Founded in 1997, Studio Legale Marchionni Romagnoli is a legal boutique in Foligno specialising in providing out-of-court and in-court advice and assistance (at every stage and level of proceedings, up to the Supreme Court), in specific areas of expertise. Thanks to a highly qualified multi-disciplinary team – each lawyer has professional expertise in a specific legal matter – it is able to offer its clients a 360-degree, highly qualified, reliable and strictly tailor-made advice, i.e., tailored to their specific needs. Its ability to successfully deal with all legal issues, putting its experience and expertise at the service of Italian families and businesses, is a peculiarity with a high added value that has allowed it to obtain in the last two years important recognitions, such as the prestigious Le Fonti Awards, as Excellence Boutique of the Year 2023 Asset Protection Law and Trusts; it has also been included in the list of the nineteen Italian excellencies in the field of family and inheritance law, the important award of Sole 24 Ore and Statista dedicated to Italian realities that have particularly distinguished themselves for growth and professionalism. “Our key strategy is to provide tailor-made legal advice, rigorously qualified and customised, through the establishment of a valuable partnership with the client,” says lawyer Massimiliano Romagnoli, who in this interview talks about the legal instruments aimed at protecting assets.
by Roberta Imbimbo

Mr Romagnoli, how important is estate planning and protection today?
In Italy there are about 16 million people with tax debts (the total debt of Italians with the tax authorities exceeds 950 billion, i.e. more than half of our GDP); 130 thousand houses are auctioned every year, 309 per day, 13 per hour, and 27 companies go bankrupt every day. Data in hand, our country is moving faster and faster towards indebtedness for Italians. In this economic and financial context, estate planning plays a role of primary importance precisely to protect assets (preserving them over time) from negative events in the financial market, from the erosion of inflation, and from life’s unforeseen events (job loss, company crisis, health problems). Our priority objective is to support the client in the protection of his assets and in the management of possible risks, starting from an in-depth analysis of his patrimonial situation and from a mapping of the potential causes of aggression, arriving at a true and proper consulting activity aimed at choosing the best solutions to protect and pass on his assets according to his specific personal needs.

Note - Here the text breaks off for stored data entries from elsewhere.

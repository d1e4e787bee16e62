use serde::{Deserialize, Serialize};

/// Ticker entry as delivered by the remote API and stored by the local cache.
#[derive(Debug, Clone, PartialEq, Serialize, Deserialize, Default)]
pub struct CoinRecord {
    pub id: String,
    pub name: String,
    pub symbol: String,
    pub rank: u32,
    pub price_usd: f64,
    pub price_btc: f64,
    pub volume_24h_usd: f64,
    pub market_cap_usd: f64,
    pub available_supply: f64,
    pub total_supply: f64,
    pub max_supply: Option<f64>,
    pub percent_change_1h: f64,
    pub percent_change_24h: f64,
    pub percent_change_7d: f64,
    /// Unix seconds
    pub last_updated: u64,
}

impl CoinRecord {
    /// Minimal record, mostly useful for tests and fixtures.
    pub fn new(id: &str, symbol: &str, market_cap_usd: f64) -> Self {
        Self {
            id: id.to_string(),
            name: id.to_string(),
            symbol: symbol.to_string(),
            market_cap_usd,
            ..Default::default()
        }
    }
}

/// Presentation form of a `CoinRecord`.
#[derive(Debug, Clone, PartialEq, Serialize, Deserialize)]
pub struct CoinView {
    pub id: String,
    pub name: String,
    pub symbol: String,
    pub icon_url: String,
    pub rank: u32,
    pub price_usd: f64,
    pub market_cap: f64,
    pub volume_24h: f64,
    pub change_1h: f64,
    pub change_24h: f64,
    pub change_7d: f64,
}

/// Sum of `market_cap` over a batch; 0 for an empty batch.
pub fn total_market_cap(views: &[CoinView]) -> f64 {
    views.iter().map(|v| v.market_cap).sum()
}
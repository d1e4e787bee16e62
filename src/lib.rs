pub mod config;
pub mod coordinator;
pub mod data;
pub mod error;
pub mod utils;

pub use coordinator::{CoordinatorConfig, MergeCoordinator, MetricsSnapshot};
pub use data::{CoinMapper, CoinRecord, CoinView, LocalSource, RemoteSource};
pub use error::{FeedError, Result};
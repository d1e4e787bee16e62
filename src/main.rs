// src/main.rs
use clap::Parser;
use coin_feed::{
    config::load_config,
    coordinator::MergeCoordinator,
    data::{
        total_market_cap, CoinMapper, HttpRemoteSource, LocalSource, MemoryLocalSource,
        RedisLocalSource,
    },
    utils::{format_usd, setup_logging},
};
use log::{error, info, warn};
use std::{sync::Arc, time::Duration};
use tokio::sync::broadcast::error::RecvError;

#[derive(Parser, Debug)]
#[command(name = "coin-feed", about = "Crypto ticker feed with local cache fallback")]
struct Cli {
    /// Refresh period in seconds (overrides REFRESH_INTERVAL_SECS)
    #[arg(long)]
    interval: Option<u64>,

    /// Number of coins to request (overrides COIN_API_LIMIT)
    #[arg(long)]
    limit: Option<usize>,

    /// Fetch once, print the merged result and exit
    #[arg(long)]
    once: bool,

    /// Use the Redis cache (REDIS_URL) instead of the in-memory cache
    #[arg(long)]
    redis: bool,
}

#[tokio::main]
async fn main() -> anyhow::Result<()> {
    let cli = Cli::parse();

    let mut config = (*load_config()?).clone();
    if let Some(limit) = cli.limit {
        config.api_limit = limit.max(1);
    }
    if let Some(interval) = cli.interval {
        config.refresh_interval_secs = interval.max(1);
    }
    setup_logging(config.log_level_filter())?;
    info!("coin-feed starting");

    let remote = Arc::new(HttpRemoteSource::from_config(&config)?);
    let local: Arc<dyn LocalSource> = if cli.redis {
        Arc::new(RedisLocalSource::from_config(&config).await?)
    } else {
        Arc::new(MemoryLocalSource::new(config.stream_channel_capacity))
    };

    let coordinator = Arc::new(MergeCoordinator::new(
        remote,
        local,
        CoinMapper::new(&config.icon_base_url),
        config.coordinator_config(),
    ));

    if cli.once {
        return run_once(&coordinator, config.request_timeout() * config.api_max_retries.max(1) * 2)
            .await;
    }

    let mut errors = coordinator.error_stream();
    tokio::spawn(async move {
        loop {
            match errors.recv().await {
                Ok(message) => warn!("Feed error: {}", message),
                Err(RecvError::Lagged(n)) => warn!("Error log lagged by {} messages", n),
                Err(RecvError::Closed) => break,
            }
        }
    });

    let mut data = coordinator.data_stream();
    tokio::spawn(async move {
        loop {
            match data.recv().await {
                Ok(views) => {
                    info!(
                        "Merged update: {} coins, total market cap {}",
                        views.len(),
                        format_usd(total_market_cap(&views))
                    );
                    if let Some(top) = views.first() {
                        info!(
                            "  #{} {} ({}) {} ({:+.2}% 24h)",
                            top.rank,
                            top.name,
                            top.symbol,
                            format_usd(top.price_usd),
                            top.change_24h
                        );
                    }
                }
                Err(RecvError::Lagged(n)) => warn!("Data log lagged by {} messages", n),
                Err(RecvError::Closed) => break,
            }
        }
    });

    let mut ticker = tokio::time::interval(Duration::from_secs(config.refresh_interval_secs));
    loop {
        tokio::select! {
            _ = ticker.tick() => coordinator.fetch_data(),
            _ = tokio::signal::ctrl_c() => {
                info!("Ctrl-C received, shutting down");
                break;
            }
        }
    }

    coordinator.shutdown();
    info!("Final metrics: {:?}", coordinator.metrics());
    Ok(())
}

async fn run_once(coordinator: &MergeCoordinator, wait: Duration) -> anyhow::Result<()> {
    let mut data = coordinator.data_stream();
    let mut errors = coordinator.error_stream();
    coordinator.fetch_data();

    let deadline = tokio::time::sleep(wait);
    tokio::pin!(deadline);
    loop {
        tokio::select! {
            Ok(message) = errors.recv() => warn!("Feed error: {}", message),
            Ok(views) = data.recv() => {
                println!("{}", serde_json::to_string_pretty(&views)?);
                println!("Total market cap: {}", format_usd(coordinator.total_market_cap()));
                return Ok(());
            }
            _ = &mut deadline => {
                error!("No data received within {:?}", wait);
                anyhow::bail!("no data received");
            }
        }
    }
}
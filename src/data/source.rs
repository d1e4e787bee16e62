//! Capability interfaces consumed by the merge coordinator.
//!
//! Both sources publish through `tokio::sync::broadcast`, so any number of
//! consumers can subscribe and a slow consumer only loses its own messages.

use super::types::CoinRecord;
use crate::error::Result;
use async_trait::async_trait;
use tokio::sync::broadcast;

/// Live provider of ticker batches.
pub trait RemoteSource: Send + Sync {
    /// Triggers a fetch. Returns immediately; the outcome arrives on
    /// `data_stream` or `error_stream`.
    fn fetch(&self);

    fn data_stream(&self) -> broadcast::Receiver<Vec<CoinRecord>>;

    fn error_stream(&self) -> broadcast::Receiver<String>;
}

/// Durable cache of the last known ticker batch.
#[async_trait]
pub trait LocalSource: Send + Sync {
    /// Change notifications: full cache snapshot after each write.
    fn data_stream(&self) -> broadcast::Receiver<Vec<CoinRecord>>;

    fn error_stream(&self) -> broadcast::Receiver<String>;

    async fn read_all(&self) -> Result<Vec<CoinRecord>>;

    async fn write(&self, records: Vec<CoinRecord>) -> Result<()>;
}

/// Orders a cache snapshot the way the ticker does: by rank, then id.
/// Unranked (rank 0) entries go last.
pub fn sort_snapshot(records: &mut [CoinRecord]) {
    records.sort_by(|a, b| {
        let rank = |r: &CoinRecord| if r.rank == 0 { u32::MAX } else { r.rank };
        rank(a).cmp(&rank(b)).then_with(|| a.id.cmp(&b.id))
    });
}
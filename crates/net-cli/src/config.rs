//! Daemon configuration
//!
//! Settings come from an optional TOML file and `NETD_*` environment
//! variables, the latter taking precedence. Missing settings use defaults.

use std::path::{Path, PathBuf};

use serde::{Deserialize, Serialize};
use thiserror::Error;

use netd_cluster::NotifyPolicy;
use netd_network_core::{default_node_specific_keys, DEFAULT_VAR_DIR};

/// Configuration file read when none is given on the command line
pub const DEFAULT_CONFIG_PATH: &str = "/etc/netd/netd.toml";

/// Prefix of environment overrides, e.g. `NETD_NODE_NAME`
pub const ENV_PREFIX: &str = "NETD";

#[derive(Debug, Error)]
pub enum ConfigError {
    #[error("Failed to load configuration: {0}")]
    Load(#[from] config::ConfigError),

    #[error("Configuration file not found: {}", .0.display())]
    NotFound(PathBuf),

    #[error("Invalid configuration: {0}")]
    Invalid(String),
}

#[derive(Debug, Clone, PartialEq, Eq, Serialize, Deserialize)]
#[serde(default)]
pub struct DaemonConfig {
    /// Name of this cluster member
    pub node_name: String,
    /// Root of per-network state such as rendered interface files
    pub var_dir: PathBuf,
    /// Network store location, `<var_dir>/database` when unset
    pub store_path: Option<PathBuf>,
    /// Config keys that keep their per-node value on cluster updates
    pub node_specific_keys: Vec<String>,
    pub notify_policy: NotifyPolicy,
}

impl Default for DaemonConfig {
    fn default() -> Self {
        Self {
            node_name: default_node_name(),
            var_dir: PathBuf::from(DEFAULT_VAR_DIR),
            store_path: None,
            node_specific_keys: default_node_specific_keys(),
            notify_policy: NotifyPolicy::default(),
        }
    }
}

fn default_node_name() -> String {
    std::fs::read_to_string("/etc/hostname")
        .ok()
        .map(|name| name.trim().to_string())
        .filter(|name| !name.is_empty())
        .unwrap_or_else(|| "localhost".to_string())
}

impl DaemonConfig {
    /// Load from `path`, which must exist.
    pub fn load_from_file<P: AsRef<Path>>(path: P) -> Result<Self, ConfigError> {
        let path = path.as_ref();
        if !path.exists() {
            return Err(ConfigError::NotFound(path.to_path_buf()));
        }
        Self::load_from(path, true)
    }

    /// Load from the default location if present, then apply environment
    /// overrides.
    pub fn load_with_defaults() -> Result<Self, ConfigError> {
        Self::load_from(Path::new(DEFAULT_CONFIG_PATH), false)
    }

    fn load_from(path: &Path, required: bool) -> Result<Self, ConfigError> {
        let settings = config::Config::builder()
            .add_source(
                config::File::from(path)
                    .format(config::FileFormat::Toml)
                    .required(required),
            )
            .add_source(
                config::Environment::with_prefix(ENV_PREFIX)
                    .try_parsing(true)
                    .list_separator(",")
                    .with_list_parse_key("node_specific_keys"),
            )
            .build()?;

        let config: DaemonConfig = settings.try_deserialize()?;
        config.validate()?;
        log::debug!("Loaded configuration for node {}", config.node_name);
        Ok(config)
    }

    pub fn validate(&self) -> Result<(), ConfigError> {
        if self.node_name.trim().is_empty() {
            return Err(ConfigError::Invalid("node_name must not be empty".to_string()));
        }
        if self.var_dir.as_os_str().is_empty() {
            return Err(ConfigError::Invalid("var_dir must not be empty".to_string()));
        }
        Ok(())
    }

    pub fn store_path(&self) -> PathBuf {
        self.store_path
            .clone()
            .unwrap_or_else(|| self.var_dir.join("database"))
    }
}
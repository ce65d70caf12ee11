//! Persistent network store seam
//!
//! A network has one description and one config shared by every cluster
//! member, plus per-member values for the node-specific keys. Reads return
//! the view of one member: the shared config with that member's values laid
//! over it. A member that never wrote its own values sees the ones given at
//! creation.

use anyhow::Result;
use async_trait::async_trait;

use netd_shared_types::{NetworkPut, NetworkRecord};

use crate::ConfigMap;

/// What one member writes on update.
#[derive(Debug, Clone, PartialEq, Eq, Default)]
pub struct NetworkChange {
    /// New shared description and config, without node-specific keys.
    /// `None` leaves them as they are.
    pub shared: Option<NetworkPut>,
    /// The member's complete set of node-specific values.
    pub node_config: ConfigMap,
}

/// Authoritative store of network records. Each call is atomic.
#[cfg_attr(test, mockall::automock)]
#[async_trait]
pub trait NetworkStore: Send + Sync {
    /// Insert a new record and return its assigned id. Fails if the name is
    /// taken. `record.config` is the shared config, `node_config` the
    /// node-specific values every member starts with.
    async fn create_network(&self, record: &NetworkRecord, node_config: &ConfigMap)
        -> Result<i64>;

    /// The record as member `node` sees it.
    async fn get_network(&self, name: &str, node: &str) -> Result<Option<NetworkRecord>>;

    /// Every record as member `node` sees it, ordered by name.
    async fn list_networks(&self, node: &str) -> Result<Vec<NetworkRecord>>;

    async fn update_network(&self, name: &str, node: &str, change: &NetworkChange) -> Result<()>;

    async fn delete_network(&self, name: &str) -> Result<()>;

    /// Fails if `new_name` is taken.
    async fn rename_network(&self, old_name: &str, new_name: &str) -> Result<()>;
}
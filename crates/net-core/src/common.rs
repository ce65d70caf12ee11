//! Base network entity embedded by every driver
//!
//! Holds identity and mutable state of one network on this node, and
//! implements the cluster-aware mutations shared by all drivers. An update is
//! applied in memory first, then forwarded to the other cluster members (when
//! this node received the original request), then persisted. Updates and
//! renames received from a peer are only applied locally, which keeps a
//! forwarded request from being forwarded again.

use std::net::{Ipv4Addr, Ipv6Addr};
use std::sync::Arc;

use parking_lot::RwLock;
use serde::{Deserialize, Serialize};
use tokio::fs;
use tokio::sync::{Mutex, MutexGuard};

use netd_shared_types::{ClusterHeartbeat, NetworkPut, NetworkRecord, NetworkStatus, PeerRequest};

use crate::cluster::{node_specific_only, strip_node_specific};
use crate::context::DaemonContext;
use crate::dhcp::{dhcp_ranges_v4, dhcp_ranges_v6, DhcpRange};
use crate::error::{NetworkError, ValidationError};
use crate::logging::LogContext;
use crate::rules::is_true;
use crate::store::NetworkChange;
use crate::validate::{is_user_key, FieldValidator, ValidationRules};
use crate::{ConfigMap, Result};

/// Where a mutating call comes from.
#[derive(Debug, Clone, Copy, PartialEq, Eq, Serialize, Deserialize)]
#[serde(rename_all = "snake_case")]
pub enum MutationOrigin {
    /// The original request, received by this node.
    Local,
    /// A copy forwarded by the node that received the original request.
    PeerNotification,
}

impl MutationOrigin {
    pub fn is_peer_notification(self) -> bool {
        self == MutationOrigin::PeerNotification
    }
}

/// Result of comparing a proposed description and config with the current ones.
#[derive(Debug, Clone, PartialEq, Eq)]
pub struct ConfigDiff {
    /// Description or any config value differs.
    pub changed: bool,
    /// Non-`user.` keys whose value differs, without duplicates.
    pub changed_keys: Vec<String>,
    /// Copy of the description and config before the change, for rolling back.
    pub previous: NetworkPut,
}

/// Held while one update, rename or delete of a network runs.
pub struct MutationGuard<'a> {
    _guard: MutexGuard<'a, ()>,
}

#[derive(Debug)]
struct NetworkState {
    log: LogContext,
    id: i64,
    name: String,
    driver: String,
    description: String,
    config: ConfigMap,
    status: NetworkStatus,
    deleted: bool,
}

/// State and behaviour common to all network drivers.
pub struct NetworkCommon {
    ctx: Arc<DaemonContext>,
    state: RwLock<NetworkState>,
    // Serializes update, rename and delete on this network.
    mutation: Mutex<()>,
}

impl NetworkCommon {
    pub fn new(ctx: Arc<DaemonContext>, record: NetworkRecord) -> Self {
        let state = NetworkState {
            log: LogContext::new(&record.driver, &record.name),
            id: record.id,
            name: record.name,
            driver: record.driver,
            description: record.description,
            config: record.config,
            status: record.status,
            deleted: false,
        };

        Self {
            ctx,
            state: RwLock::new(state),
            mutation: Mutex::new(()),
        }
    }

    /// (Re)initialise identity and log context.
    fn init(
        &self,
        id: i64,
        name: String,
        driver: String,
        description: String,
        config: ConfigMap,
        status: NetworkStatus,
    ) {
        let mut state = self.state.write();
        state.log = LogContext::new(&driver, &name);
        state.id = id;
        state.name = name;
        state.driver = driver;
        state.description = description;
        state.config = config;
        state.status = status;
    }

    pub fn context(&self) -> &Arc<DaemonContext> {
        &self.ctx
    }

    pub fn log(&self) -> LogContext {
        self.state.read().log.clone()
    }

    pub fn id(&self) -> i64 {
        self.state.read().id
    }

    pub fn name(&self) -> String {
        self.state.read().name.clone()
    }

    pub fn driver(&self) -> String {
        self.state.read().driver.clone()
    }

    pub fn status(&self) -> NetworkStatus {
        self.state.read().status
    }

    pub fn set_status(&self, status: NetworkStatus) {
        self.state.write().status = status;
    }

    pub fn description(&self) -> String {
        self.state.read().description.clone()
    }

    pub fn config(&self) -> ConfigMap {
        self.state.read().config.clone()
    }

    pub fn config_value(&self, key: &str) -> Option<String> {
        self.state.read().config.get(key).cloned()
    }

    pub fn is_deleted(&self) -> bool {
        self.state.read().deleted
    }

    /// Current state as a persistable record.
    pub fn record(&self) -> NetworkRecord {
        let state = self.state.read();
        NetworkRecord {
            id: state.id,
            name: state.name.clone(),
            driver: state.driver.clone(),
            description: state.description.clone(),
            config: state.config.clone(),
            status: state.status,
        }
    }

    fn dhcp_enabled(&self, key: &str) -> bool {
        let state = self.state.read();
        match state.config.get(key) {
            None => true,
            Some(value) => value.is_empty() || is_true(value),
        }
    }

    /// DHCPv4 is on unless `ipv4.dhcp` is set to a false value.
    pub fn has_dhcpv4(&self) -> bool {
        self.dhcp_enabled("ipv4.dhcp")
    }

    /// DHCPv6 is on unless `ipv6.dhcp` is set to a false value. This includes
    /// stateless SLAAC router advertisements.
    pub fn has_dhcpv6(&self) -> bool {
        self.dhcp_enabled("ipv6.dhcp")
    }

    pub fn dhcpv4_ranges(&self) -> Vec<DhcpRange<Ipv4Addr>> {
        let state = self.state.read();
        state
            .config
            .get("ipv4.dhcp.ranges")
            .map(|ranges| dhcp_ranges_v4(ranges))
            .unwrap_or_default()
    }

    pub fn dhcpv6_ranges(&self) -> Vec<DhcpRange<Ipv6Addr>> {
        let state = self.state.read();
        state
            .config
            .get("ipv6.dhcp.ranges")
            .map(|ranges| dhcp_ranges_v6(ranges))
            .unwrap_or_default()
    }

    /// Validate `config` against the common rules merged with `driver_rules`.
    pub fn validate(&self, config: &ConfigMap, driver_rules: ValidationRules) -> Result<()> {
        FieldValidator::new().validate(&self.name(), config, driver_rules)
    }

    /// Whether any instance or profile references this network.
    pub async fn is_used(&self) -> Result<bool> {
        let name = self.name();
        self.ctx.usage_scanner().is_used(&name).await
    }

    /// Compare `new` with the current description and config.
    pub fn config_changed(&self, new: &NetworkPut) -> ConfigDiff {
        let previous = {
            let state = self.state.read();
            NetworkPut::new(state.description.clone(), state.config.clone())
        };

        let mut changed = new.description != previous.description;
        let mut changed_keys: Vec<String> = Vec::new();

        let old_side = previous
            .config
            .iter()
            .map(|(key, value)| (key, value.as_str(), new.config.get(key)));
        let new_side = new
            .config
            .iter()
            .map(|(key, value)| (key, value.as_str(), previous.config.get(key)));

        for (key, value, other) in old_side.chain(new_side) {
            if other.map(String::as_str).unwrap_or_default() == value {
                continue;
            }

            changed = true;
            if !is_user_key(key) && !changed_keys.iter().any(|k| k == key) {
                changed_keys.push(key.clone());
            }
        }

        ConfigDiff {
            changed,
            changed_keys,
            previous,
        }
    }

    fn live_name(&self) -> Result<String> {
        let state = self.state.read();
        if state.deleted {
            return Err(NetworkError::Deleted {
                network: state.name.clone(),
            });
        }

        Ok(state.name.clone())
    }

    /// An update aimed at a single member may only change node-specific keys.
    fn check_member_change(&self, network: &str, put: &NetworkPut) -> Result<()> {
        let keys = &self.ctx.node_specific_keys;
        let state = self.state.read();

        let key = if put.description != state.description {
            Some("description".to_string())
        } else {
            let current = strip_node_specific(&state.config, keys);
            let proposed = strip_node_specific(&put.config, keys);
            current
                .keys()
                .chain(proposed.keys())
                .find(|key| current.get(*key) != proposed.get(*key))
                .cloned()
        };

        match key {
            None => Ok(()),
            Some(key) => Err(ValidationError::InvalidValue {
                network: network.to_string(),
                key,
                reason: "Only node-specific keys can be changed on a single member".to_string(),
            }
            .into()),
        }
    }

    /// Wait until no other update, rename or delete of this network runs.
    pub async fn lock_mutations(&self) -> MutationGuard<'_> {
        MutationGuard {
            _guard: self.mutation.lock().await,
        }
    }

    /// Apply `put` to this network.
    ///
    /// The new values are visible in memory before anything else happens and
    /// stay in place if a later step fails. For a [`MutationOrigin::Local`]
    /// call the update is then forwarded to the other members (unless it
    /// targets a single node, `target_node`) and written to the store. A peer
    /// notification stops after the in-memory step.
    pub async fn update(
        &self,
        put: NetworkPut,
        target_node: Option<&str>,
        origin: MutationOrigin,
    ) -> Result<()> {
        let guard = self.lock_mutations().await;
        self.update_locked(&guard, put, target_node, origin).await
    }

    /// [`NetworkCommon::update`] for a caller already holding the mutation
    /// lock.
    ///
    /// A targeted update only writes this member's node-specific values and
    /// fails if it changes anything shared.
    pub async fn update_locked(
        &self,
        _guard: &MutationGuard<'_>,
        put: NetworkPut,
        target_node: Option<&str>,
        origin: MutationOrigin,
    ) -> Result<()> {
        let name = self.live_name()?;
        if target_node.is_some() {
            self.check_member_change(&name, &put)?;
        }

        {
            let mut state = self.state.write();
            state.description = put.description.clone();
            state.config = put.config.clone();
        }

        let log = self.log();
        if origin.is_peer_notification() {
            log.debug("Applied update from cluster peer");
            return Ok(());
        }

        let keys = &self.ctx.node_specific_keys;
        let shared = NetworkPut::new(
            put.description.clone(),
            strip_node_specific(&put.config, keys),
        );

        if target_node.is_none() {
            let request = PeerRequest::UpdateNetwork {
                name: name.clone(),
                put: shared.clone(),
            };

            self.ctx
                .notifier
                .notify(&request)
                .await
                .map_err(|source| NetworkError::Propagation {
                    network: name.clone(),
                    source,
                })?;
            log.debug("Notified cluster members of update");
        }

        let change = NetworkChange {
            shared: target_node.is_none().then_some(shared),
            node_config: node_specific_only(&put.config, keys),
        };
        self.ctx
            .store
            .update_network(&name, &self.ctx.node_name, &change)
            .await
            .map_err(|source| NetworkError::Persistence {
                operation: "update",
                network: name.clone(),
                source,
            })?;

        log.info("Updated");
        Ok(())
    }

    /// Rename the network and its resource directory. The store record is
    /// renamed too, unless this is a peer notification.
    pub async fn rename(&self, new_name: &str, origin: MutationOrigin) -> Result<()> {
        let _guard = self.mutation.lock().await;
        let old_name = self.live_name()?;

        let old_dir = self.ctx.paths.network_dir(&old_name);
        let new_dir = self.ctx.paths.network_dir(new_name);

        if new_dir.exists() {
            fs::remove_dir_all(&new_dir)
                .await
                .map_err(|err| NetworkError::io(&new_dir, err))?;
        }

        let moved = old_dir.exists();
        if moved {
            fs::rename(&old_dir, &new_dir)
                .await
                .map_err(|err| NetworkError::io(&old_dir, err))?;
        }

        let stored = if origin.is_peer_notification() {
            Ok(())
        } else {
            self.ctx.store.rename_network(&old_name, new_name).await
        };

        if let Err(source) = stored {
            if moved {
                if let Err(err) = fs::rename(&new_dir, &old_dir).await {
                    self.log().warn(format_args!(
                        "Failed to move {} back to {}: {}",
                        new_dir.display(),
                        old_dir.display(),
                        err
                    ));
                }
            }

            return Err(NetworkError::Persistence {
                operation: "rename",
                network: old_name,
                source,
            });
        }

        let record = self.record();
        self.init(
            record.id,
            new_name.to_string(),
            record.driver,
            record.description,
            record.config,
            record.status,
        );

        self.log().info(format_args!("Renamed from {}", old_name));
        Ok(())
    }

    /// Delete the store record, unless this is a peer notification (the
    /// originating node removes it).
    pub async fn delete(&self, origin: MutationOrigin) -> Result<()> {
        let _guard = self.mutation.lock().await;
        let name = self.live_name()?;

        if !origin.is_peer_notification() {
            self.ctx
                .store
                .delete_network(&name)
                .await
                .map_err(|source| NetworkError::Persistence {
                    operation: "delete",
                    network: name.clone(),
                    source,
                })?;
        }

        self.state.write().deleted = true;
        self.log().info("Deleted");
        Ok(())
    }

    /// Cluster heartbeat hook. Nothing to do for the base entity.
    pub fn handle_heartbeat(&self, _heartbeat: &ClusterHeartbeat) -> Result<()> {
        Ok(())
    }
}

impl std::fmt::Debug for NetworkCommon {
    fn fmt(&self, f: &mut std::fmt::Formatter<'_>) -> std::fmt::Result {
        f.debug_struct("NetworkCommon")
            .field("state", &*self.state.read())
            .finish_non_exhaustive()
    }
}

Today there are several legal instruments – each with its own peculiarities – that allow one to protect and safeguard one’s assets from attack by creditors, banks and the tax authorities. Can you tell us about the Trust?
Acknowledged in our legal system with the ratification of the 1985 Hague Convention, the trust is a legal institution of Anglo-Saxon origin, linked to the protection of corporate or personal assets, also with a view to generational transition, by which the possessor of certain assets (the settlor), by an act inter vivos or mortis causa, has the possibility of separating them from his availability, disposing of them. Separated assets are managed by a person, the trustee, for a certain lawful purpose in favour of one or more persons (the so-called ‘beneficiaries’). Generally, this particular legal institution is resorted to in order to meet the need for asset protection and efficiency, as the assets transferred to the trust, constituting a distinct and separate asset from the personal assets of both the settlor and the trustee, cannot be attacked by their particular creditors. And so, those who set up a trust do so, for example, to remove assets from their business activities, to take advantage of preferential taxation on dividends received from corporations in which the trust has an interest, or to provide assistance to weak individuals (minors, interdicts or incapacitated persons) who are unable to administer their assets, to manage operations relating to the generational transfer from one beneficiary to another of tangible or intangible assets, and finally to allocate the assets in trust to a philanthropic initiative. In short, the trust is a ductile and flexible legal instrument that has a very broad field of application, also following the issuance of Circular 34/E that put an end to certain interpretative problems in the field of direct and indirect taxation.

The trust is particularly effective in the case of generational transition. Why?
Ninety per cent of Italian businesses are family-run and generate 80 per cent of the gross domestic product. Many of them, however, do not survive the death of the founding father, and very few make it to the second generation, precisely because very often a proper generational handover is not put in place. Precisely in order to safeguard business continuity, a precise strategy must be adopted so that the generational passage does not have a negative impact on the business, but becomes an opportunity to transfer experience, know-how and business values to specific heirs. In fact, the trust allows the entrepreneur to properly evaluate the choice of the successor, avoiding that upon his death the legitimate succession opens and the company falls into hands that are not capable of appropriate management. In fact, the entrepreneur may appoint a trustee, entrusting him/her with the task of managing and subsequently transferring the business to the person who will manifest the most suitable characteristics to take control of the business. From this point of view, the trust is an ideal instrument for planning the generational transfer of the company in a prospective perspective; however, it is a technically very complex instrument, which must be handled with great care and attention; this is why the recourse to experienced professionals, capable of providing high value-added services, in this matter is of paramount importance.